Brain-damaged patients with right-sided unilateral spatial neglect (USN) often make left-sided errors in reading single words or pseudowords (neglect dyslexia, ND). We propose that both left neglect and low fixation accuracy account for reading errors in neglect dyslexia.
Eye movements were recorded in USN patients with (ND+) and without (ND−) neglect dyslexia and in a matched control group of right brain-damaged patients without neglect (USN−). Unlike ND− and controls, ND+ patients showed left lateralized omission errors and a distorted eye movement pattern in both a reading aloud task and a non-verbal saccadic task. During reading, the total number of fixations was larger in these patients independent of visual hemispace, and most fixations were inaccurate. Similarly, in the saccadic task only ND+ patients were unable to reach the moving dot. A third experiment addressed the nature of the left lateralization in reading error distribution by simulating neglect dyslexia in ND− patients. ND− and USN− patients had to perform a speeded reading-at-threshold task that did not allow for eye movements. When stimulus exploration was prevented, ND− patients, but not controls, produced a pattern of errors similar to that of ND+ with unlimited exposure time (e.g., left-sided errors).

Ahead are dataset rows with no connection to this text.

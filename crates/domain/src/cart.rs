//! Shopping cart.
//!
//! One cart per user, created on first add. Line prices are read live from
//! the catalog at view time and are never frozen here.

use chrono::{DateTime, Utc};
use common::{CartId, CartItemId, Money, ProductId, UserId};
use serde::Serialize;
use store::{Cart, CartLine, Store};

use crate::{DomainError, UserLocks};

/// One cart line priced at the product's current price.
#[derive(Debug, Clone, Serialize)]
#[serde(rename_all = "camelCase")]
pub struct CartLineView {
    pub id: CartItemId,
    pub product_id: ProductId,
    pub product_name: String,
    pub product_image: Option<String>,
    pub unit_price: Money,
    pub quantity: u32,
    pub total: Money,
    pub stock_available: u32,
    pub added_at: DateTime<Utc>,
}

impl From<CartLine> for CartLineView {
    fn from(line: CartLine) -> Self {
        Self {
            id: line.id,
            product_id: line.product_id,
            product_name: line.product_name,
            product_image: line.product_image,
            unit_price: line.current_price,
            quantity: line.quantity,
            total: line.current_price.multiply(line.quantity),
            stock_available: line.stock_available,
            added_at: line.added_at,
        }
    }
}

#[derive(Debug, Clone, Serialize)]
#[serde(rename_all = "camelCase")]
pub struct CartView {
    /// Zero when the user has no cart yet.
    pub id: CartId,
    pub user_id: UserId,
    pub items: Vec<CartLineView>,
    pub subtotal: Money,
    pub total_items: u32,
    pub updated_at: Option<DateTime<Utc>>,
}

impl CartView {
    /// The view of a user who never added anything.
    pub fn empty(user_id: UserId) -> Self {
        Self {
            id: CartId::new(0),
            user_id,
            items: Vec::new(),
            subtotal: Money::zero(),
            total_items: 0,
            updated_at: None,
        }
    }
}

impl From<Cart> for CartView {
    fn from(cart: Cart) -> Self {
        let items: Vec<CartLineView> = cart.lines.into_iter().map(CartLineView::from).collect();
        Self {
            id: cart.id,
            user_id: cart.user_id,
            subtotal: items.iter().map(|l| l.total).sum(),
            total_items: items.iter().map(|l| l.quantity).sum(),
            items,
            updated_at: Some(cart.updated_at),
        }
    }
}

/// Service for building a cart ahead of checkout.
#[derive(Clone)]
pub struct CartService<S: Store> {
    store: S,
    locks: UserLocks,
}

impl<S: Store> CartService<S> {
    /// Creates a cart service. `locks` must be shared with the order service.
    pub fn new(store: S, locks: UserLocks) -> Self {
        Self { store, locks }
    }

    /// Returns the user's cart, or an empty view if there is none. Never fails
    /// for a missing cart.
    #[tracing::instrument(skip(self))]
    pub async fn get_cart(&self, user_id: UserId) -> Result<CartView, DomainError> {
        Ok(self
            .store
            .get_cart(user_id)
            .await?
            .map(CartView::from)
            .unwrap_or_else(|| CartView::empty(user_id)))
    }

    /// Adds `quantity` units of a product, summing into an existing line.
    #[tracing::instrument(skip(self))]
    pub async fn add_item(
        &self,
        user_id: UserId,
        product_id: ProductId,
        quantity: u32,
    ) -> Result<CartView, DomainError> {
        if quantity == 0 {
            return Err(DomainError::InvalidQuantity);
        }

        let _guard = self.locks.lock(user_id).await;

        let product = self
            .store
            .get_product(product_id)
            .await?
            .filter(|p| p.active)
            .ok_or_else(|| DomainError::not_found("Product", product_id))?;

        let cart = self.store.get_or_create_cart(user_id).await?;
        let existing = cart
            .line_for_product(product_id)
            .map(|l| l.quantity)
            .unwrap_or(0);
        let requested = existing.saturating_add(quantity);

        if requested > product.stock_quantity {
            return Err(DomainError::InsufficientStock {
                product_id,
                product_name: product.name,
                requested,
                available: product.stock_quantity,
            });
        }

        self.store
            .save_cart_line(cart.id, product_id, requested)
            .await?;
        metrics::counter!("cart_mutations_total", "op" => "add").increment(1);

        self.get_cart(user_id).await
    }

    /// Sets a line's quantity. Zero or less removes the line.
    #[tracing::instrument(skip(self))]
    pub async fn update_item_quantity(
        &self,
        user_id: UserId,
        item_id: CartItemId,
        quantity: i64,
    ) -> Result<CartView, DomainError> {
        let _guard = self.locks.lock(user_id).await;

        let cart = self
            .store
            .get_cart(user_id)
            .await?
            .ok_or_else(|| DomainError::not_found("Cart", user_id))?;
        let line = cart
            .line(item_id)
            .ok_or_else(|| DomainError::not_found("CartItem", item_id))?;

        if quantity <= 0 {
            self.store.remove_cart_line(cart.id, item_id).await?;
            metrics::counter!("cart_mutations_total", "op" => "remove").increment(1);
            return self.get_cart(user_id).await;
        }

        let product = self
            .store
            .get_product(line.product_id)
            .await?
            .filter(|p| p.active)
            .ok_or_else(|| DomainError::not_found("Product", line.product_id))?;

        let requested = u32::try_from(quantity).unwrap_or(u32::MAX);
        if requested > product.stock_quantity {
            return Err(DomainError::InsufficientStock {
                product_id: product.id,
                product_name: product.name,
                requested,
                available: product.stock_quantity,
            });
        }

        self.store
            .save_cart_line(cart.id, line.product_id, requested)
            .await?;
        metrics::counter!("cart_mutations_total", "op" => "update").increment(1);

        self.get_cart(user_id).await
    }

    /// Removes a line. Removing an absent line is a no-op.
    #[tracing::instrument(skip(self))]
    pub async fn remove_item(
        &self,
        user_id: UserId,
        item_id: CartItemId,
    ) -> Result<CartView, DomainError> {
        let _guard = self.locks.lock(user_id).await;

        if let Some(cart) = self.store.get_cart(user_id).await?
            && self.store.remove_cart_line(cart.id, item_id).await?
        {
            metrics::counter!("cart_mutations_total", "op" => "remove").increment(1);
        }

        self.get_cart(user_id).await
    }

    /// Empties the cart. Clearing a missing or empty cart is a no-op.
    #[tracing::instrument(skip(self))]
    pub async fn clear_cart(&self, user_id: UserId) -> Result<(), DomainError> {
        let _guard = self.locks.lock(user_id).await;

        if let Some(cart) = self.store.get_cart(user_id).await? {
            self.store.clear_cart(cart.id).await?;
            metrics::counter!("cart_mutations_total", "op" => "clear").increment(1);
        }
        Ok(())
    }
}

#[cfg(test)]
mod tests {
    use store::{InMemoryStore, NewProduct, ProductPatch, StoreExt};

    use super::*;

    async fn setup(stock: u32) -> (InMemoryStore, CartService<InMemoryStore>, ProductId) {
        let store = InMemoryStore::new();
        let product = store
            .insert_product(NewProduct {
                name: "Dumbbell".to_string(),
                price: Money::from_cents(1000),
                stock_quantity: stock,
                ..Default::default()
            })
            .await
            .unwrap();
        let service = CartService::new(store.clone(), UserLocks::new());
        (store, service, product.id)
    }

    #[tokio::test]
    async fn missing_cart_is_an_empty_view() {
        let (_, service, _) = setup(5).await;
        let view = service.get_cart(UserId::new(9)).await.unwrap();
        assert_eq!(view.id, CartId::new(0));
        assert!(view.items.is_empty());
        assert_eq!(view.subtotal, Money::zero());
        assert_eq!(view.total_items, 0);
    }

    #[tokio::test]
    async fn add_sums_into_existing_line() {
        let (_, service, product) = setup(5).await;
        let user = UserId::new(1);

        service.add_item(user, product, 2).await.unwrap();
        let view = service.add_item(user, product, 1).await.unwrap();

        assert_eq!(view.items.len(), 1);
        assert_eq!(view.items[0].quantity, 3);
        assert_eq!(view.total_items, 3);
        assert_eq!(view.subtotal, Money::from_cents(3000));
    }

    #[tokio::test]
    async fn add_checks_the_summed_quantity_against_stock() {
        let (_, service, product) = setup(5).await;
        let user = UserId::new(1);

        service.add_item(user, product, 4).await.unwrap();
        let result = service.add_item(user, product, 2).await;
        match result {
            Err(DomainError::InsufficientStock {
                requested,
                available,
                ..
            }) => {
                assert_eq!(requested, 6);
                assert_eq!(available, 5);
            }
            other => panic!("expected InsufficientStock, got {other:?}"),
        }
        assert_eq!(service.get_cart(user).await.unwrap().total_items, 4);
    }

    #[tokio::test]
    async fn add_rejects_zero_and_unknown_or_inactive_products() {
        let (store, service, product) = setup(5).await;
        let user = UserId::new(1);

        assert!(matches!(
            service.add_item(user, product, 0).await,
            Err(DomainError::InvalidQuantity)
        ));
        assert!(matches!(
            service.add_item(user, ProductId::new(999), 1).await,
            Err(DomainError::NotFound { entity: "Product", .. })
        ));

        store
            .update_product(
                product,
                ProductPatch {
                    active: Some(false),
                    ..Default::default()
                },
            )
            .await
            .unwrap();
        assert!(matches!(
            service.add_item(user, product, 1).await,
            Err(DomainError::NotFound { entity: "Product", .. })
        ));
    }

    #[tokio::test]
    async fn update_to_zero_removes_the_line() {
        let (_, service, product) = setup(5).await;
        let user = UserId::new(1);

        let view = service.add_item(user, product, 2).await.unwrap();
        let item = view.items[0].id;

        let view = service.update_item_quantity(user, item, 0).await.unwrap();
        assert!(view.items.is_empty());
    }

    #[tokio::test]
    async fn update_replaces_quantity_and_rechecks_stock() {
        let (_, service, product) = setup(5).await;
        let user = UserId::new(1);

        let view = service.add_item(user, product, 2).await.unwrap();
        let item = view.items[0].id;

        let view = service.update_item_quantity(user, item, 5).await.unwrap();
        assert_eq!(view.items[0].quantity, 5);

        assert!(matches!(
            service.update_item_quantity(user, item, 6).await,
            Err(DomainError::InsufficientStock { .. })
        ));
        assert!(matches!(
            service
                .update_item_quantity(user, CartItemId::new(999), 1)
                .await,
            Err(DomainError::NotFound { entity: "CartItem", .. })
        ));
    }

    #[tokio::test]
    async fn update_rejects_deactivated_product_but_still_removes() {
        let (store, service, product) = setup(5).await;
        let user = UserId::new(1);

        let view = service.add_item(user, product, 1).await.unwrap();
        let item = view.items[0].id;

        store
            .update_product(
                product,
                ProductPatch {
                    active: Some(false),
                    ..Default::default()
                },
            )
            .await
            .unwrap();

        assert!(matches!(
            service.update_item_quantity(user, item, 3).await,
            Err(DomainError::NotFound { entity: "Product", .. })
        ));
        assert_eq!(service.get_cart(user).await.unwrap().total_items, 1);

        let view = service.update_item_quantity(user, item, 0).await.unwrap();
        assert!(view.items.is_empty());
    }

    #[tokio::test]
    async fn cart_prices_follow_the_live_product() {
        let (store, service, product) = setup(5).await;
        let user = UserId::new(1);
        service.add_item(user, product, 2).await.unwrap();

        store
            .update_product(
                product,
                ProductPatch {
                    price: Some(Money::from_cents(1250)),
                    ..Default::default()
                },
            )
            .await
            .unwrap();

        let view = service.get_cart(user).await.unwrap();
        assert_eq!(view.items[0].unit_price, Money::from_cents(1250));
        assert_eq!(view.subtotal, Money::from_cents(2500));
        assert_eq!(store.require_product(product).await.unwrap().stock_quantity, 5);
    }

    #[tokio::test]
    async fn remove_and_clear_are_idempotent() {
        let (_, service, product) = setup(5).await;
        let user = UserId::new(1);

        // Nothing to clear yet
        service.clear_cart(user).await.unwrap();

        let view = service.add_item(user, product, 2).await.unwrap();
        let item = view.items[0].id;

        service.remove_item(user, item).await.unwrap();
        let view = service.remove_item(user, item).await.unwrap();
        assert!(view.items.is_empty());

        service.add_item(user, product, 1).await.unwrap();
        service.clear_cart(user).await.unwrap();
        service.clear_cart(user).await.unwrap();
        assert!(service.get_cart(user).await.unwrap().items.is_empty());
    }
}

We conclude that neglect dyslexia reading errors may arise in USN patients as a consequence of an additional and independent deficit unrelated to the orthographic material. In particular, the presence of an altered oculo-motor pattern, preventing the automatic execution of the fine saccadic eye movements involved in reading, uncovers, in USN patients, the attentional bias also in reading single centrally presented words.